[Stored items]

•••••

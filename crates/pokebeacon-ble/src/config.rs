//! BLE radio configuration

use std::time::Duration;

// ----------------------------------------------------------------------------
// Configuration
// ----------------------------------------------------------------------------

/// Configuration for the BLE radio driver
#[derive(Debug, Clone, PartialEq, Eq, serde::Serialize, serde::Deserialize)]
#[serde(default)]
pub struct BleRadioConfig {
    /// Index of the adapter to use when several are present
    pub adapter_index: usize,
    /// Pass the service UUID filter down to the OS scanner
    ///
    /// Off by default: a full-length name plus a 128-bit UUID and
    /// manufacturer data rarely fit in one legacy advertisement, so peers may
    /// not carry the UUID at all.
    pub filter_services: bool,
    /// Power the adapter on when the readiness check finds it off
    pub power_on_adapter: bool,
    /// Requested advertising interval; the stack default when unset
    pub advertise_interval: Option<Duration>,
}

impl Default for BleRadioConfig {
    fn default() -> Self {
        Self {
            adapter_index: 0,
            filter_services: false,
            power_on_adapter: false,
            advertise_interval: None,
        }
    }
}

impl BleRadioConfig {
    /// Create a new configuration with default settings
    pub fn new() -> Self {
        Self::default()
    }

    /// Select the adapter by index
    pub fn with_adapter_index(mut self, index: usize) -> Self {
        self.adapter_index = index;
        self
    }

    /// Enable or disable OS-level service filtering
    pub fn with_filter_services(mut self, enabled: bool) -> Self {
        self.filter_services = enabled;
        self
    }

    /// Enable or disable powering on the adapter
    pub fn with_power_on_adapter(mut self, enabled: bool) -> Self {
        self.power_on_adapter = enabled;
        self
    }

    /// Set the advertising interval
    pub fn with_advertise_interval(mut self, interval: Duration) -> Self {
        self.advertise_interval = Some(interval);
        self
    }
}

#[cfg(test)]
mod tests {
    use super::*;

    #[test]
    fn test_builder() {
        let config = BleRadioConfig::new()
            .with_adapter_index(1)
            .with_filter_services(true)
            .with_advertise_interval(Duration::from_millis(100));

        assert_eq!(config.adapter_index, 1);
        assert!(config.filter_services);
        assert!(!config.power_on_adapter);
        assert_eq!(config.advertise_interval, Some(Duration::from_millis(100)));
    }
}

•••••

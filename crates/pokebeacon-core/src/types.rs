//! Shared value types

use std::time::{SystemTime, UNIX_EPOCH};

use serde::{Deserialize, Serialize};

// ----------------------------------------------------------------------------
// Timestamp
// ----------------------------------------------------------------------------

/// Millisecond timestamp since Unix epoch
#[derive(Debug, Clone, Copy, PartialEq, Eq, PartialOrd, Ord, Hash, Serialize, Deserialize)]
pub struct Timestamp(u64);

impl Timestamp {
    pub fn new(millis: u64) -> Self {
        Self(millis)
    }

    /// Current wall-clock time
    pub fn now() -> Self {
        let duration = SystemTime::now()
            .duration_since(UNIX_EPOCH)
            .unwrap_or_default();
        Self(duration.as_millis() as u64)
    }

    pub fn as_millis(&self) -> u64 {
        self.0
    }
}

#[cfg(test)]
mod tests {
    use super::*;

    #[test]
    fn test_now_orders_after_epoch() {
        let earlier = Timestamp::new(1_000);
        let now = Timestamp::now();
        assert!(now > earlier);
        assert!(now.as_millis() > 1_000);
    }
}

•••••

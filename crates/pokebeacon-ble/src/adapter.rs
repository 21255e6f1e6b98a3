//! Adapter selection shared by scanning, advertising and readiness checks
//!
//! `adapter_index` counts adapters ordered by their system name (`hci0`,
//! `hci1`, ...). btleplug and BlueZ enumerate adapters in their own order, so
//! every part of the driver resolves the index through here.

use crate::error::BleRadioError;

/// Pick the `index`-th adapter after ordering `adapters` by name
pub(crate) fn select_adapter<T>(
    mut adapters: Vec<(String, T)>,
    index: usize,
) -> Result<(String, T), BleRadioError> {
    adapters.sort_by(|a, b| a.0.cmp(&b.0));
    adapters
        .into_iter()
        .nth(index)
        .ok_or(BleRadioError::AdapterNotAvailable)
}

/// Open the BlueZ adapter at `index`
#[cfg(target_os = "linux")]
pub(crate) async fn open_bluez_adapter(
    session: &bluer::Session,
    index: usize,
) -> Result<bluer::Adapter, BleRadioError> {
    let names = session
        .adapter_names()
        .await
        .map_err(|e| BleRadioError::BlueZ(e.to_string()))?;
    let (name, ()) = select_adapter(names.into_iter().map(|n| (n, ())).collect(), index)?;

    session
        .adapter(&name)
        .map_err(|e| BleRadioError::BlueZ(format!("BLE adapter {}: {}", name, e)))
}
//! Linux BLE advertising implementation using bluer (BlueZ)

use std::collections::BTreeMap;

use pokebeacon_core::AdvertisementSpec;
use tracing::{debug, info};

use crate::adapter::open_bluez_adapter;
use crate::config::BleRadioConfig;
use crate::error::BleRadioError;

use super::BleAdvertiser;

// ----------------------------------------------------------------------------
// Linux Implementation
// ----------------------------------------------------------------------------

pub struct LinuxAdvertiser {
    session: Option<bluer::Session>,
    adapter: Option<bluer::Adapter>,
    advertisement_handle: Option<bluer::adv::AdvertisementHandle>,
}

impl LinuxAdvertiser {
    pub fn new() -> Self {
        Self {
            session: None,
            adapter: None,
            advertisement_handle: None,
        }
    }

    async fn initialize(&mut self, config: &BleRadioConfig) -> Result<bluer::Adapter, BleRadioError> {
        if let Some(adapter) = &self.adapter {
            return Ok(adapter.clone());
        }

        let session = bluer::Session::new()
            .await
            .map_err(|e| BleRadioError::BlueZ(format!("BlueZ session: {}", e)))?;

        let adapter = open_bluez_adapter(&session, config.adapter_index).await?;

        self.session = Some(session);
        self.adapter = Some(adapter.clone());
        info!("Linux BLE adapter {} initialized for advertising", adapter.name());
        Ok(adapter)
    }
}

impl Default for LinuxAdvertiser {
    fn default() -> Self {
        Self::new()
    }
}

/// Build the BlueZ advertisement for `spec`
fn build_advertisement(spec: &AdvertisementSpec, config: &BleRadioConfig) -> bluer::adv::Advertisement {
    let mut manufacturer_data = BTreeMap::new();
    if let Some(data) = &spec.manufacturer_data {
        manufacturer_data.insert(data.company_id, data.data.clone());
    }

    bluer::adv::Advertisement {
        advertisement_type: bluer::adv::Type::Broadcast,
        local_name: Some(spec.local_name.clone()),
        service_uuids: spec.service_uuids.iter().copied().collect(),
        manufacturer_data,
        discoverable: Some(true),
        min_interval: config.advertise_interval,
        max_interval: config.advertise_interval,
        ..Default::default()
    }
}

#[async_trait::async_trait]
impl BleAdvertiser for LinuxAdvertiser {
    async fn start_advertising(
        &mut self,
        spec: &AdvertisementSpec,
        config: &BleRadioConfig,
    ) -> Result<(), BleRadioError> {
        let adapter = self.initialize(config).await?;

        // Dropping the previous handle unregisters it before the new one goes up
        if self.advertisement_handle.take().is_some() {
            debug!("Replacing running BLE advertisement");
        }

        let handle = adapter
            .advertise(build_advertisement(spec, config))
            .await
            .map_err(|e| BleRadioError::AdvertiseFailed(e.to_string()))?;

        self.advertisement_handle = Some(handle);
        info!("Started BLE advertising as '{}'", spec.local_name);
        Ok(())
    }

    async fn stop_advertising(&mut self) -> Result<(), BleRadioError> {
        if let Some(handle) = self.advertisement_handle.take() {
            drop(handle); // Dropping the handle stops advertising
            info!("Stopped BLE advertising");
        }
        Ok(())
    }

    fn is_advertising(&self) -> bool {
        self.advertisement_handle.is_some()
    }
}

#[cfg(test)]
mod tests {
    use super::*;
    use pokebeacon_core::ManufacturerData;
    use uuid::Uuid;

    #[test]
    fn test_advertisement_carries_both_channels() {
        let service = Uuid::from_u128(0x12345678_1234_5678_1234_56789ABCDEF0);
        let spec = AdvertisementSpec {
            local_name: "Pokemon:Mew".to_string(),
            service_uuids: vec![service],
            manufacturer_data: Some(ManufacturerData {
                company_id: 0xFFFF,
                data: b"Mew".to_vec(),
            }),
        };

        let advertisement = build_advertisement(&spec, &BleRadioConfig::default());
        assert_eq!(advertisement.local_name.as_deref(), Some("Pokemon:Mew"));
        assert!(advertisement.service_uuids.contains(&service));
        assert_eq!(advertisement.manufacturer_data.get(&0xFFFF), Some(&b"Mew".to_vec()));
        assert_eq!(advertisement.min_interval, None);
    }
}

•••••

(Work required): Copy all lines from the data that hold the word "await".

(Task response):
        .await
            .await
        let adapter = open_bluez_adapter(&session, config.adapter_index).await?;
        let adapter = self.initialize(config).await?;
            .await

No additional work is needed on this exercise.